(Stored data)
>>>

//! Unit builder module.
//!
//! This module provides a way to programmatically construct compiled
//! expression units.

use crate::op_code::{ContextElement, OpCode};
use crate::value::{BifId, CodeAddr, ObjId, PropId};

/// A forward branch whose offset is filled in later.
#[derive(Debug, Clone, Copy, PartialEq, Eq)]
#[must_use]
pub struct JumpLabel {
    /// Position of the i16 operand
    operand: usize,
}

/// Helps construct expression units programmatically.
#[derive(Debug, Default, Clone)]
pub struct UnitBuilder {
    /// The code being built
    code: Vec<u8>,
}

impl UnitBuilder {
    /// Creates a new unit builder.
    pub fn new() -> Self {
        Self { code: Vec::new() }
    }

    /// Emits a single byte.
    pub fn emit(&mut self, byte: u8) -> &mut Self {
        self.code.push(byte);
        self
    }

    /// Emits an opcode.
    pub fn emit_opcode(&mut self, op: OpCode) -> &mut Self {
        self.code.push(op as u8);
        self
    }

    pub fn emit_u16(&mut self, value: u16) -> &mut Self {
        self.code.extend_from_slice(&value.to_le_bytes());
        self
    }

    pub fn emit_u32(&mut self, value: u32) -> &mut Self {
        self.code.extend_from_slice(&value.to_le_bytes());
        self
    }

    /// Emits a push of an integer constant using the shortest encoding.
    pub fn emit_push_int(&mut self, value: i32) -> &mut Self {
        match value {
            0 => self.emit_opcode(OpCode::PUSH_0),
            1 => self.emit_opcode(OpCode::PUSH_1),
            v if i8::try_from(v).is_ok() => self.emit_opcode(OpCode::PUSHINT8).emit(v as i8 as u8),
            v => self.emit_opcode(OpCode::PUSHINT).emit_u32(v as u32),
        }
    }

    /// Emits a push of an inline string constant.
    ///
    /// Strings longer than the 16-bit length prefix allows are cut at the
    /// last character boundary that fits.
    pub fn emit_push_string(&mut self, value: &str) -> &mut Self {
        let mut len = value.len().min(u16::MAX as usize);
        while !value.is_char_boundary(len) {
            len -= 1;
        }
        self.emit_opcode(OpCode::PUSHSTRI).emit_u16(len as u16);
        self.code.extend_from_slice(&value.as_bytes()[..len]);
        self
    }

    pub fn emit_push_obj(&mut self, obj: ObjId) -> &mut Self {
        self.emit_opcode(OpCode::PUSHOBJ).emit_u32(obj.0)
    }

    pub fn emit_push_prop(&mut self, prop: PropId) -> &mut Self {
        self.emit_opcode(OpCode::PUSHPROPID).emit_u16(prop.0)
    }

    pub fn emit_push_enum(&mut self, value: u32) -> &mut Self {
        self.emit_opcode(OpCode::PUSHENUM).emit_u32(value)
    }

    pub fn emit_push_func(&mut self, addr: CodeAddr) -> &mut Self {
        self.emit_opcode(OpCode::PUSHFNPTR).emit_u32(addr)
    }

    pub fn emit_push_bif(&mut self, bif: BifId) -> &mut Self {
        self.emit_opcode(OpCode::PUSHBIFPTR)
            .emit_u16(bif.index)
            .emit_u16(bif.set)
    }

    pub fn emit_push_context(&mut self, element: ContextElement) -> &mut Self {
        self.emit_opcode(OpCode::PUSHCTXELE).emit(element as u8)
    }

    /// Emits a frame variable access: `op level, index`.
    pub fn emit_frame_var(&mut self, op: OpCode, level: u16, index: u16) -> &mut Self {
        self.emit_opcode(op).emit_u16(level).emit_u16(index)
    }

    /// Emits a context-local access: `op level, var, array_index`.
    pub fn emit_context_var(&mut self, op: OpCode, level: u16, var: u16, arr_idx: u16) -> &mut Self {
        self.emit_opcode(op)
            .emit_u16(level)
            .emit_u16(var)
            .emit_u16(arr_idx)
    }

    /// Emits a property instruction (`GETPROP`, `GETPROPDATA`, `SETPROP`).
    pub fn emit_prop_op(&mut self, op: OpCode, prop: PropId) -> &mut Self {
        self.emit_opcode(op).emit_u16(prop.0)
    }

    pub fn emit_call(&mut self, func: CodeAddr, argc: u8) -> &mut Self {
        self.emit_opcode(OpCode::CALL).emit(argc).emit_u32(func)
    }

    pub fn emit_call_prop(&mut self, prop: PropId, argc: u8) -> &mut Self {
        self.emit_opcode(OpCode::CALLPROP).emit(argc).emit_u16(prop.0)
    }

    pub fn emit_call_bif(&mut self, bif: BifId, argc: u8) -> &mut Self {
        self.emit_opcode(OpCode::BUILTIN2)
            .emit(argc)
            .emit_u16(bif.index)
            .emit_u16(bif.set)
    }

    /// Emits a forward branch and returns the label to patch.
    pub fn emit_jump(&mut self, op: OpCode) -> JumpLabel {
        self.emit_opcode(op);
        let operand = self.code.len();
        self.emit_u16(0);
        JumpLabel { operand }
    }

    /// Points a forward branch at the current position.
    ///
    /// Returns false if the distance does not fit the 16-bit offset.
    pub fn patch_jump(&mut self, label: JumpLabel) -> bool {
        let distance = self.code.len() - (label.operand + 2);
        match i16::try_from(distance) {
            Ok(offset) => {
                self.code[label.operand..label.operand + 2].copy_from_slice(&offset.to_le_bytes());
                true
            }
            Err(_) => false,
        }
    }

    /// Current length of the code.
    pub fn len(&self) -> usize {
        self.code.len()
    }

    pub fn is_empty(&self) -> bool {
        self.code.is_empty()
    }

    /// Gets the code built so far.
    pub fn as_bytes(&self) -> &[u8] {
        &self.code
    }

    /// Consumes the builder and returns the code.
    pub fn into_code(self) -> Vec<u8> {
        self.code
    }
}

<<<

BRIEF » Nothing may be left out. Retype all the entries exactly.

SOLUTION »
//! Unit builder module.
//!
//! This module provides a way to programmatically construct compiled
//! expression units.

use crate::op_code::{ContextElement, OpCode};
use crate::value::{BifId, CodeAddr, ObjId, PropId};

/// A forward branch whose offset is filled in later.
#[derive(Debug, Clone, Copy, PartialEq, Eq)]
#[must_use]
pub struct JumpLabel {
    /// Position of the i16 operand
    operand: usize,
}

/// Helps construct expression units programmatically.
#[derive(Debug, Default, Clone)]
pub struct UnitBuilder {
    /// The code being built
    code: Vec<u8>,
}

impl UnitBuilder {
    /// Creates a new unit builder.
    pub fn new() -> Self {
        Self { code: Vec::new() }
    }

    /// Emits a single byte.
    pub fn emit(&mut self, byte: u8) -> &mut Self {
        self.code.push(byte);
        self
    }

    /// Emits an opcode.
    pub fn emit_opcode(&mut self, op: OpCode) -> &mut Self {
        self.code.push(op as u8);
        self
    }

    pub fn emit_u16(&mut self, value: u16) -> &mut Self {
        self.code.extend_from_slice(&value.to_le_bytes());
        self
    }

    pub fn emit_u32(&mut self, value: u32) -> &mut Self {
        self.code.extend_from_slice(&value.to_le_bytes());
        self
    }

    /// Emits a push of an integer constant using the shortest encoding.
    pub fn emit_push_int(&mut self, value: i32) -> &mut Self {
        match value {
            0 => self.emit_opcode(OpCode::PUSH_0),
            1 => self.emit_opcode(OpCode::PUSH_1),
            v if i8::try_from(v).is_ok() => self.emit_opcode(OpCode::PUSHINT8).emit(v as i8 as u8),
            v => self.emit_opcode(OpCode::PUSHINT).emit_u32(v as u32),
        }
    }

    /// Emits a push of an inline string constant.
    ///
    /// Strings longer than the 16-bit length prefix allows are cut at the
    /// last character boundary that fits.
    pub fn emit_push_string(&mut self, value: &str) -> &mut Self {
        let mut len = value.len().min(u16::MAX as usize);
        while !value.is_char_boundary(len) {
            len -= 1;
        }
        self.emit_opcode(OpCode::PUSHSTRI).emit_u16(len as u16);
        self.code.extend_from_slice(&value.as_bytes()[..len]);
        self
    }

    pub fn emit_push_obj(&mut self, obj: ObjId) -> &mut Self {
        self.emit_opcode(OpCode::PUSHOBJ).emit_u32(obj.0)
    }

    pub fn emit_push_prop(&mut self, prop: PropId) -> &mut Self {
        self.emit_opcode(OpCode::PUSHPROPID).emit_u16(prop.0)
    }

    pub fn emit_push_enum(&mut self, value: u32) -> &mut Self {
        self.emit_opcode(OpCode::PUSHENUM).emit_u32(value)
    }

    pub fn emit_push_func(&mut self, addr: CodeAddr) -> &mut Self {
        self.emit_opcode(OpCode::PUSHFNPTR).emit_u32(addr)
    }

    pub fn emit_push_bif(&mut self, bif: BifId) -> &mut Self {
        self.emit_opcode(OpCode::PUSHBIFPTR)
            .emit_u16(bif.index)
            .emit_u16(bif.set)
    }

    pub fn emit_push_context(&mut self, element: ContextElement) -> &mut Self {
        self.emit_opcode(OpCode::PUSHCTXELE).emit(element as u8)
    }

    /// Emits a frame variable access: `op level, index`.
    pub fn emit_frame_var(&mut self, op: OpCode, level: u16, index: u16) -> &mut Self {
        self.emit_opcode(op).emit_u16(level).emit_u16(index)
    }

    /// Emits a context-local access: `op level, var, array_index`.
    pub fn emit_context_var(&mut self, op: OpCode, level: u16, var: u16, arr_idx: u16) -> &mut Self {
        self.emit_opcode(op)
            .emit_u16(level)
            .emit_u16(var)
            .emit_u16(arr_idx)
    }

    /// Emits a property instruction (`GETPROP`, `GETPROPDATA`, `SETPROP`).
    pub fn emit_prop_op(&mut self, op: OpCode, prop: PropId) -> &mut Self {
        self.emit_opcode(op).emit_u16(prop.0)
    }

    pub fn emit_call(&mut self, func: CodeAddr, argc: u8) -> &mut Self {
        self.emit_opcode(OpCode::CALL).emit(argc).emit_u32(func)
    }

    pub fn emit_call_prop(&mut self, prop: PropId, argc: u8) -> &mut Self {
        self.emit_opcode(OpCode::CALLPROP).emit(argc).emit_u16(prop.0)
    }

    pub fn emit_call_bif(&mut self, bif: BifId, argc: u8) -> &mut Self {
        self.emit_opcode(OpCode::BUILTIN2)
            .emit(argc)
            .emit_u16(bif.index)
            .emit_u16(bif.set)
    }

    /// Emits a forward branch and returns the label to patch.
    pub fn emit_jump(&mut self, op: OpCode) -> JumpLabel {
        self.emit_opcode(op);
        let operand = self.code.len();
        self.emit_u16(0);
        JumpLabel { operand }
    }

    /// Points a forward branch at the current position.
    ///
    /// Returns false if the distance does not fit the 16-bit offset.
    pub fn patch_jump(&mut self, label: JumpLabel) -> bool {
        let distance = self.code.len() - (label.operand + 2);
        match i16::try_from(distance) {
            Ok(offset) => {
                self.code[label.operand..label.operand + 2].copy_from_slice(&offset.to_le_bytes());
                true
            }
            Err(_) => false,
        }
    }

    /// Current length of the code.
    pub fn len(&self) -> usize {
        self.code.len()
    }

    pub fn is_empty(&self) -> bool {
        self.code.is_empty()
    }

    /// Gets the code built so far.
    pub fn as_bytes(&self) -> &[u8] {
        &self.code
    }

    /// Consumes the builder and returns the code.
    pub fn into_code(self) -> Vec<u8> {
        self.code
    }
}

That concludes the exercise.